Hard Choices, Easy Life
The only decision-making framework you need to remember
One of the upshots to living in an age of infinite access to information is that you might try to use that to your advantage -- shaping your media diet to help you lead a happy, healthy, productive life.
Twitter, Instagram, Reddit, podcasts, (ahem) newsletters: maybe you’ve engineered your regular ‘feeds’ to serve you tips or reminders for improving your physical health, personal relationships, professional pursuits and so on. This can be a great thing, on the face of it.
There’s just one problem: there’s too damn much inspiration available.
Everywhere you turn, you might hear a smart, well meaning person offering great advice on one topic or another. Eat this, learn that skill, do the other with your time. Each piece of advice is simple enough on its own, but it’s a lot to keep track of when trying to put it all into action. Hearing 100 great songs back to back may not help you next time you’re trying to decide what music to listen to, y’know?
The other thing is, whatever strikes you as good advice usually takes one of a couple of forms: well timed reminders of things you already knew, or fresh perspectives that combine familiar ideas in an interesting way. Most of the time, it’s nothing new -- you’re not usually being blown away by some groundbreaking piece of information that you would never have otherwise considered.
This means that in the pursuit of all that is good for you, you actually already know most of what you need to know. Moment to moment, being well is less about knowing what to do and more about simply deciding to do it.
To that end, here’s arguably the only decision-making framework you’ll ever need to remember: when faced with two choices, one of which is easy and the other of which is hard, choose the hard one.
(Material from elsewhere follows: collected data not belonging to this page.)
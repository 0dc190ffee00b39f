use std::fmt::Write;
use std::sync::Arc;

use folio_client::{DataGateway, SiteData, SiteDataAggregator};

pub async fn run(gateway: Arc<dyn DataGateway>) -> anyhow::Result<()> {
    let data = SiteDataAggregator::new(gateway).load().await;
    print!("{}", render_site(&data));
    if !data.is_complete() {
        anyhow::bail!("site data could not be read completely");
    }
    Ok(())
}

/// Plain-text listing of content (sorted by key) and projects (display order)
pub fn render_site(data: &SiteData) -> String {
    let mut out = String::new();

    let _ = writeln!(out, "Content:");
    match data.content.ready() {
        Some(content) => {
            let mut keys: Vec<_> = content.keys().collect();
            keys.sort();
            for key in keys {
                let _ = writeln!(out, "  {} = {}", key, content[key]);
            }
        }
        None => {
            let _ = writeln!(out, "  unavailable: {}", data.content.failure().unwrap_or_default());
        }
    }

    let _ = writeln!(out, "Projects:");
    match data.projects.failure() {
        Some(reason) => {
            let _ = writeln!(out, "  unavailable: {}", reason);
        }
        None => {
            for project in data.projects() {
                let _ = write!(out, "  {}. {}", project.display_order, project.name);
                if !project.year.is_empty() {
                    let _ = write!(out, " ({})", project.year);
                }
                let tags = project.tag_list();
                if !tags.is_empty() {
                    let _ = write!(out, " [{}]", tags.join(", "));
                }
                let _ = writeln!(out, " id={}", project.id);
            }
        }
    }

    out
}
//! Per-slot upload progress as the dashboard displays it
//!
//! A slot shows its percentage while the transfer runs and keeps showing
//! the final state for [`PROGRESS_HOLD`] after completion or failure.

use std::time::Duration;

use tokio::time::Instant;

/// How long a finished upload's progress stays on screen
pub const PROGRESS_HOLD: Duration = Duration::from_millis(1200);

const ERROR_PREFIX: &str = "Upload failed: ";

#[derive(Clone, Debug, Default, PartialEq)]
pub struct UploadProgress {
    percent: Option<u8>,
    finished_at: Option<Instant>,
    error: Option<String>,
}

impl UploadProgress {
    /// Reset the slot for a new transfer at 0%
    pub fn start(&mut self) {
        self.percent = Some(0);
        self.finished_at = None;
        self.error = None;
    }

    pub fn update(&mut self, percent: u8) {
        if self.finished_at.is_none() {
            self.percent = Some(percent.min(100));
        }
    }

    pub fn finish(&mut self, now: Instant) {
        self.finished_at = Some(now);
    }

    pub fn fail(&mut self, message: &str, now: Instant) {
        self.error = Some(format!("{}{}", ERROR_PREFIX, message));
        self.finished_at = Some(now);
    }

    /// Refuse a file before any transfer starts. The message is shown as-is.
    pub fn reject(&mut self, message: &str) {
        self.percent = None;
        self.finished_at = None;
        self.error = Some(message.to_string());
    }

    /// Percentage to display, `None` once the hold has elapsed
    pub fn percent_at(&self, now: Instant) -> Option<u8> {
        match self.finished_at {
            Some(done) if now.duration_since(done) >= PROGRESS_HOLD => None,
            _ => self.percent,
        }
    }

    /// Inline error of the last transfer; stays until the next start
    pub fn error(&self) -> Option<&str> {
        self.error.as_deref()
    }

    pub fn is_active(&self) -> bool {
        self.percent.is_some() && self.finished_at.is_none()
    }
}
Why is this effective? Well, presumably the only reason you’re considering the hard thing at all is because you know, on some level, that it’s the right thing. I mean, if it were hard and bad for you, would it be on the table at all? No way. So usually, the tradeoff is between an easy thing that feels good (or avoids you feeling bad) in the short term, and a hard thing that you know will make you better off in the long run.
Most of your day-to-day waffling is probably some version of that tradeoff. So, for best results, just decide ahead of time -- now -- that when you catch yourself in these moments, you’re going to do the hard thing. You’ll go to the gym when you’re feeling lazy. You’ll have that honest, uncomfortable conversation that needs to be had with your spouse or colleague. You’ll wash the dishes before flopping down on the couch to watch TV.
Chances are, if you retained and applied every piece of good advice you ever heard, you’d end up doing a lot of the same things that you would under this system -- and this one’s way simpler.
By the way, if you go down this path, you probably won’t score 100% -- but you don’t need to, to get most of the benefit. Just even trying to make the hard choice as often as you can is likely to put you way ahead, no matter the specifics of those choices.
So, don’t worry about remembering every great piece of advice you hear. If anything, just remember this (courtesy of this Ted Talk)...
Easy choices, hard life. Hard choices, easy life.